Eamon O’Shea believes there must be better way to run the National Hurling League

Despite finishing top of the table, Tipperary manager wants the structure changed

Tipperary manager Eamon O'Shea gives Lar Corbett instructions at Semple Stadium on Sunday.  Photograph: Lorraine O'Sullivan/Inpho

Tipperary manager Eamon O'Shea gives Lar Corbett instructions at Semple Stadium on Sunday. Photograph: Lorraine O'Sullivan/Inpho

Tue, Apr 2, 2013, 01:06

If there’s ever a good time to shine a light on the flaws of a league, it’s an hour after you finish on top of it. Eamon O’Shea leaned against a wall in Semple Stadium on Sunday and professed himself both delighted and astonished at how it all shook out.

Tipperary were comfortably the highest scorers in Division 1A but it was their win over Kilkenny in the second round that earned them top spot.

Yet, as O’Shea pointed out, the sprint nature of the league meant that had they not just taken care of business so emphatically against Clare the difference in consequences could have been vastly outweighed the difference in outcomes. Which, when you’re sitting down to plan a competition, must stand as a fairly glaring flaw.

“I could have been standing here going into a relegation battle as well,” he said. “I think you’re going to have to think about the way we structure the league because we’re going Sunday after Sunday. You don’t have time to do much training, you don’t have time to recover.

“That’s a young Clare team that was working really hard to get up a level and it maybe took its toll five Sundays in a row. Now, it’s not for me to comment on another team or anything like that. But I do think it’s time that maybe we took a look at the league. You have to give players time, especially amateur players, to recover. You don’t recover in a week.”

O’Shea didn’t exactly have any fully-formed plans of his own to bring to the table, although in fairness he wasn’t claiming omniscience on the matter either. He did though feel it unfair that the margins had become so tight that there was no room in the league for experimentation.

The six-team league created excitement for the public but it would be difficult to argue that it helped the counties in terms of their preparation for the championship. More teams would mean more variety and, crucially, more wiggle room in which managers could try new things.

“Personally I would prefer to see 10 teams in the league,” said O’Shea. “I mean, if you look at the statistics, you can get relegated winning 40 per cent of your games. If you transferred that across to the Premier League or anything like that, I’d say the points level is up towards 50 points.”

Highest points total
As it happens, a team winning 40 per cent of its games in a Premier League season would end up with 46 points (well, 45.6 but let’s not drill down to the earth’s core, eh?). O’Shea’s basic point is correct, however. In the history of the Premier League, the highest points total anyone has been relegated with is the 42 that took West Ham down in 2002/’03.
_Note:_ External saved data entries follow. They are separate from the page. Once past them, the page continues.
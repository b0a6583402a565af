//! Stage orchestration: `INIT → STAGE1 → STAGE2 → STAGE3 → COMPLETE`.
//!
//! The orchestrator owns the checkpoint. Each stage first checks whether the
//! checkpoint's claim about it is backed by the files on disk; a trusted stage
//! is restored from those files, anything else is (re)run. Participant
//! failures are collected into a cumulative ledger; a stage in which every
//! participant fails halts the pipeline with [`StageFailedError`].

pub mod stage1;
pub mod stage2;
pub mod stage3;

use std::collections::{BTreeMap, BTreeSet};
use std::fmt;
use std::fs;
use std::path::{Path, PathBuf};
use std::sync::Arc;

use anyhow::{Context, Result, anyhow, bail};
use chrono::Utc;
use serde::Serialize;
use serde_json::{Value, json};
use tracing::{info, instrument, warn};

use crate::call::{CallSpec, RetryPolicy, call_structured};
use crate::core::normalize::NormalizeOptions;
use crate::core::schema::SchemaKind;
use crate::core::types::{FailureRecord, ParticipantId, Stage, StageOutputRecord};
use crate::core::validate::SchemaRegistry;
use crate::io::checkpoint::{Backing, CheckpointStore, Verification};
use crate::io::config::{PipelineConfig, write_config};
use crate::io::events::{EventSink, EventType, FanoutSink, JsonlEventSink, PipelineEvent};
use crate::io::jsonl::{read_jsonl, write_jsonl_durable};
use crate::io::prompt::{PromptEngine, TaskKind};
use crate::io::provider::Provider;
use crate::io::run_paths::RunPaths;
use crate::limiter::{CallLimiter, LimitedProvider};
use crate::report::{PortfolioEntry, write_report};
use crate::stage_exec::StageExecutor;

pub use stage2::FinalPlan;
pub use stage3::FounderOutcome;

const MAX_RUN_DIR_SUFFIX: u32 = 100;

/// Where a pipeline invocation writes.
#[derive(Debug, Clone, PartialEq, Eq)]
pub enum RunTarget {
    /// Create a new `run_<timestamp>` directory under `out_dir`.
    Fresh { out_dir: PathBuf },
    /// Continue an existing run directory from its checkpoint.
    Resume(PathBuf),
}

#[derive(Debug, Clone, Copy, PartialEq, Eq)]
pub enum PipelineState {
    Init,
    Stage1,
    Stage2,
    Stage3,
    Complete,
    Failed,
}

impl PipelineState {
    fn for_stage(stage: Stage) -> Self {
        match stage {
            Stage::Stage1 => PipelineState::Stage1,
            Stage::Stage2 => PipelineState::Stage2,
            Stage::Stage3 => PipelineState::Stage3,
        }
    }
}

impl fmt::Display for PipelineState {
    fn fmt(&self, f: &mut fmt::Formatter<'_>) -> fmt::Result {
        let name = match self {
            PipelineState::Init => "init",
            PipelineState::Stage1 => "stage1",
            PipelineState::Stage2 => "stage2",
            PipelineState::Stage3 => "stage3",
            PipelineState::Complete => "complete",
            PipelineState::Failed => "failed",
        };
        f.write_str(name)
    }
}

/// A stage could not produce any result, so later stages cannot run.
#[derive(Debug, Clone, PartialEq, Eq)]
pub struct StageFailedError {
    pub stage: Stage,
    pub reason: String,
    /// Participant failures of the failed stage.
    pub failures: Vec<FailureRecord>,
}

impl fmt::Display for StageFailedError {
    fn fmt(&self, f: &mut fmt::Formatter<'_>) -> fmt::Result {
        write!(f, "{} failed: {}", self.stage, self.reason)
    }
}

impl std::error::Error for StageFailedError {}

/// Results of one stage: restored and newly produced results merged.
#[derive(Debug, Clone)]
pub struct StageResult<T> {
    pub results: BTreeMap<ParticipantId, T>,
    pub failures: Vec<FailureRecord>,
    /// The stage was restored from a verified checkpoint without running.
    pub restored: bool,
}

/// Summary of a completed pipeline.
#[derive(Debug, Clone)]
pub struct PipelineOutcome {
    pub run_dir: PathBuf,
    pub selections: BTreeMap<ParticipantId, Value>,
    pub plans: BTreeMap<ParticipantId, FinalPlan>,
    pub results: BTreeMap<ParticipantId, FounderOutcome>,
    /// Cumulative failure ledger across all stages.
    pub failures: Vec<FailureRecord>,
    pub portfolio: Vec<PortfolioEntry>,
}

/// Shared, read-only inputs of every stage.
pub struct PipelineContext<'a> {
    pub config: &'a PipelineConfig,
    pub providers: &'a [Arc<dyn Provider>],
    pub paths: &'a RunPaths,
    pub store: &'a CheckpointStore,
    pub schemas: &'a SchemaRegistry,
    pub prompts: &'a PromptEngine,
    pub events: &'a dyn EventSink,
    /// Bounds model calls in flight across nested stage pools.
    pub limiter: &'a CallLimiter,
}

/// One structured model request made by a stage.
#[derive(Debug, Clone, Copy)]
pub struct Request<'r> {
    pub stage: Stage,
    pub participant: &'r str,
    pub label: &'r str,
    pub task: TaskKind,
    pub schema: SchemaKind,
}

impl<'a> PipelineContext<'a> {
    pub fn founders(&self) -> Vec<ParticipantId> {
        self.providers.iter().map(|p| p.name().to_string()).collect()
    }

    pub fn provider(&self, name: &str) -> Result<&'a dyn Provider> {
        self.providers
            .iter()
            .find(|p| p.name() == name)
            .map(|p| p.as_ref())
            .ok_or_else(|| anyhow!("no provider named {name}"))
    }

    /// Every provider except `name`, in configuration order.
    pub fn others(&self, name: &str) -> Vec<&'a dyn Provider> {
        self.providers
            .iter()
            .filter(|p| p.name() != name)
            .map(|p| p.as_ref())
            .collect()
    }

    pub fn executor(&self, stage: Stage) -> StageExecutor<'a> {
        StageExecutor {
            stage,
            parallelism: self.config.concurrency,
            reason_limit: self.config.failure_reason_limit,
            events: self.events,
        }
    }

    /// Render the prompt for `request` and run a validated structured call.
    pub fn call<S: Serialize>(&self, provider: &dyn Provider, request: Request<'_>, prompt_ctx: S) -> Result<Value> {
        let prompt = self.prompts.render(request.task, prompt_ctx)?;
        let spec = CallSpec {
            stage: request.stage,
            participant: request.participant,
            label: request.label,
            prompt: &prompt,
            system: self.prompts.system(),
            schema: self.schemas.get(request.schema),
        };
        let limited = LimitedProvider {
            inner: provider,
            limiter: self.limiter,
        };
        call_structured(&limited, &spec, RetryPolicy::new(self.config.retry_max))
    }

    pub fn step_complete(&self, stage: Stage, participant: &str, message: String, data: Value) {
        self.events.emit(
            &PipelineEvent::new(EventType::StepComplete, message)
                .with_stage(stage)
                .with_participant(participant)
                .with_data(data),
        );
    }

    /// Check the checkpoint's claim about `stage` against its backing files.
    ///
    /// A claim that fails verification is withdrawn (together with every
    /// later stage) so the stage reruns. Stage-2 founders still recorded in
    /// the backing file stay done and are not run again.
    pub fn trusted(&self, stage: Stage, backing: &[Backing<'_>]) -> Result<bool> {
        let checkpoint = self.store.load()?;
        match self.store.verify(&checkpoint, stage, backing) {
            Verification::Trusted => Ok(true),
            Verification::NotClaimed => Ok(false),
            Verification::Mismatch(discrepancy) => {
                self.store.withdraw(stage, &discrepancy)?;
                info!(stage = %stage, discrepancy = %discrepancy, "withdrew unverified checkpoint claim");
                Ok(false)
            }
        }
    }

    fn stage_failed(&self, stage: Stage, reason: String, failures: Vec<FailureRecord>) -> anyhow::Error {
        StageFailedError {
            stage,
            reason,
            failures,
        }
        .into()
    }
}

/// Run (or resume) the whole pipeline.
///
/// Events go to `events.jsonl` in the run directory and to `events`.
#[instrument(skip_all)]
pub fn run_pipeline(
    config: &PipelineConfig,
    providers: &[Arc<dyn Provider>],
    target: RunTarget,
    events: Arc<dyn EventSink>,
) -> Result<PipelineOutcome> {
    config.validate()?;
    if providers.len() < 2 {
        bail!("at least 2 providers are required, got {}", providers.len());
    }
    let resumed = matches!(target, RunTarget::Resume(_));
    let run_dir = match target {
        RunTarget::Fresh { out_dir } => create_run_dir(&out_dir)?,
        RunTarget::Resume(dir) => {
            if !dir.is_dir() {
                bail!("run directory {} does not exist", dir.display());
            }
            dir
        }
    };
    let paths = RunPaths::new(&run_dir);
    if !paths.config_snapshot_path.exists() {
        write_config(&paths.config_snapshot_path, config)?;
    }

    let log = JsonlEventSink::open(&paths.events_path)?;
    let sink = FanoutSink::new(vec![Arc::new(log) as Arc<dyn EventSink>, events]);
    let store = CheckpointStore::new(&paths);
    store.initialize()?;
    let schemas = SchemaRegistry::builtin(NormalizeOptions {
        strip_unknown: config.strip_unknown_fields,
    })?;
    let prompts = PromptEngine::new();
    let limiter = CallLimiter::new(config.concurrency);
    let ctx = PipelineContext {
        config,
        providers,
        paths: &paths,
        store: &store,
        schemas: &schemas,
        prompts: &prompts,
        events: &sink,
        limiter: &limiter,
    };

    info!(run_dir = %run_dir.display(), resumed, state = %PipelineState::Init, "pipeline starting");
    sink.emit(
        &PipelineEvent::new(EventType::PipelineStart, "pipeline started").with_data(json!({
            "run_dir": run_dir.display().to_string(),
            "resumed": resumed,
            "providers": ctx.founders(),
        })),
    );

    let mut ledger = Vec::new();
    match run_stages(&ctx, &mut ledger) {
        Ok((selections, plans, results)) => {
            let portfolio = write_report(&paths, &ctx.founders(), &results, &ledger)?;
            info!(state = %PipelineState::Complete, failures = ledger.len(), "pipeline complete");
            sink.emit(
                &PipelineEvent::new(EventType::PipelineComplete, "pipeline complete").with_data(json!({
                    "funded": portfolio.iter().filter(|entry| entry.invest > 0).count(),
                    "failures": ledger.len(),
                })),
            );
            Ok(PipelineOutcome {
                run_dir,
                selections,
                plans,
                results,
                failures: ledger,
                portfolio,
            })
        }
        Err(err) => {
            if let Some(failed) = err.downcast_ref::<StageFailedError>() {
                ledger.extend(failed.failures.iter().cloned());
            }
            if let Err(write_err) = write_jsonl_durable(&paths.failure_ledger_path, &ledger) {
                warn!(err = %format!("{write_err:#}"), "failed to write failure ledger");
            }
            warn!(state = %PipelineState::Failed, err = %format!("{err:#}"), "pipeline halted");
            sink.emit(
                &PipelineEvent::new(EventType::PipelineError, format!("{err:#}"))
                    .with_data(json!({"failures": ledger.len()})),
            );
            Err(err)
        }
    }
}

type StageOutputs = (
    BTreeMap<ParticipantId, Value>,
    BTreeMap<ParticipantId, FinalPlan>,
    BTreeMap<ParticipantId, FounderOutcome>,
);

fn run_stages(ctx: &PipelineContext<'_>, ledger: &mut Vec<FailureRecord>) -> Result<StageOutputs> {
    let stage1 = in_stage(ctx, Stage::Stage1, || stage1::run(ctx))?;
    ledger.extend(stage1.failures);

    let stage2 = in_stage(ctx, Stage::Stage2, || stage2::run(ctx, &stage1.results))?;
    ledger.extend(stage2.failures);

    let stage3 = in_stage(ctx, Stage::Stage3, || stage3::run(ctx, &stage2.results))?;
    ledger.extend(stage3.failures);

    Ok((stage1.results, stage2.results, stage3.results))
}

fn in_stage<T>(
    ctx: &PipelineContext<'_>,
    stage: Stage,
    run: impl FnOnce() -> Result<StageResult<T>>,
) -> Result<StageResult<T>> {
    info!(state = %PipelineState::for_stage(stage), title = stage.title(), "entering stage");
    ctx.events.emit(
        &PipelineEvent::new(EventType::StageStart, format!("{stage}: {}", stage.title())).with_stage(stage),
    );
    let result = run()?;
    ctx.events.emit(
        &PipelineEvent::new(EventType::StageComplete, format!("{stage} complete"))
            .with_stage(stage)
            .with_data(json!({
                "succeeded": result.results.len(),
                "failed": result.failures.len(),
                "restored": result.restored,
            })),
    );
    Ok(result)
}

fn create_run_dir(out_dir: &Path) -> Result<PathBuf> {
    fs::create_dir_all(out_dir).with_context(|| format!("create directory {}", out_dir.display()))?;
    let base = format!("run_{}", Utc::now().format("%Y%m%d_%H%M%S"));
    for suffix in 0..MAX_RUN_DIR_SUFFIX {
        let name = if suffix == 0 {
            base.clone()
        } else {
            format!("{base}_{suffix}")
        };
        let dir = out_dir.join(name);
        match fs::create_dir(&dir) {
            Ok(()) => return Ok(dir),
            Err(err) if err.kind() == std::io::ErrorKind::AlreadyExists => continue,
            Err(err) => {
                return Err(err).with_context(|| format!("create run directory {}", dir.display()));
            }
        }
    }
    bail!("could not allocate a run directory under {}", out_dir.display())
}

/// Failure records a finished stage stored; empty if none were stored.
pub(crate) fn load_failures(paths: &RunPaths, stage: Stage) -> Result<Vec<FailureRecord>> {
    let path = paths.failures_path(stage);
    if !path.exists() {
        return Ok(Vec::new());
    }
    read_jsonl(&path)
}

/// Records of a backing file keyed by participant.
pub(crate) fn load_records(path: &Path) -> Result<BTreeMap<ParticipantId, StageOutputRecord>> {
    let records: Vec<StageOutputRecord> = read_jsonl(path)?;
    Ok(records
        .into_iter()
        .map(|record| (record.participant.clone(), record))
        .collect())
}

pub(crate) fn failed_ids(failures: &[FailureRecord]) -> BTreeSet<ParticipantId> {
    failures.iter().map(|f| f.participant.clone()).collect()
}

#[cfg(test)]
mod tests {
    use super::*;

    #[test]
    fn run_dirs_never_collide() {
        let temp = tempfile::tempdir().expect("tempdir");
        let first = create_run_dir(temp.path()).expect("first");
        let second = create_run_dir(temp.path()).expect("second");
        assert_ne!(first, second);
        let name = first.file_name().and_then(|n| n.to_str()).expect("name");
        assert!(name.starts_with("run_"));
    }

    #[test]
    fn stage_failed_error_survives_anyhow() {
        let err: anyhow::Error = StageFailedError {
            stage: Stage::Stage2,
            reason: "every founder failed".to_string(),
            failures: Vec::new(),
        }
        .into();
        let failed = err.downcast_ref::<StageFailedError>().expect("downcast");
        assert_eq!(failed.stage, Stage::Stage2);
        assert_eq!(err.to_string(), "stage2 failed: every founder failed");
    }
}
Queens Park Rangers stayed up last year with 37 points, which shakes out at a winning ratio of around 32 per cent. Forty-six points would have got you 13th place in that table, comfortable mid-table mediocrity. The higher the number of teams, the more room for error. Considering that this is the time of year when those errors are supposed to carry least penalty, O’Shea’s idea of increasing the league to 10 teams could have something to say for itself.

“Start it in February and just run it through,” he said. “Forget your football Sundays. We all have big squads. The likes of Dublin, Limerick, Offaly and Wexford, I’d like to be playing those teams as well. I’d like to see two up and two down and we get the next two teams up and we try to raise standards. Now that’s just my own view but I think it is too tight. Having Cork or Clare go down in my view is not right.”

Chances are, that will be the nub of any change if and when it comes. For all the potential excitement of Sunday’s last round of games, it will be interesting to see what happens if, say, Cork are condemned to a year in Division 1B. Shouldn’t make any difference, of course. But that’s not to say it won’t.

“You could have a super four competition over a weekend. Build it up into a super weekend. Like Fitzgibbon Cup. Have a festival of hurling. Get a stadium with 30,000 or 40,000 people and link it to something else,” said O’Shea.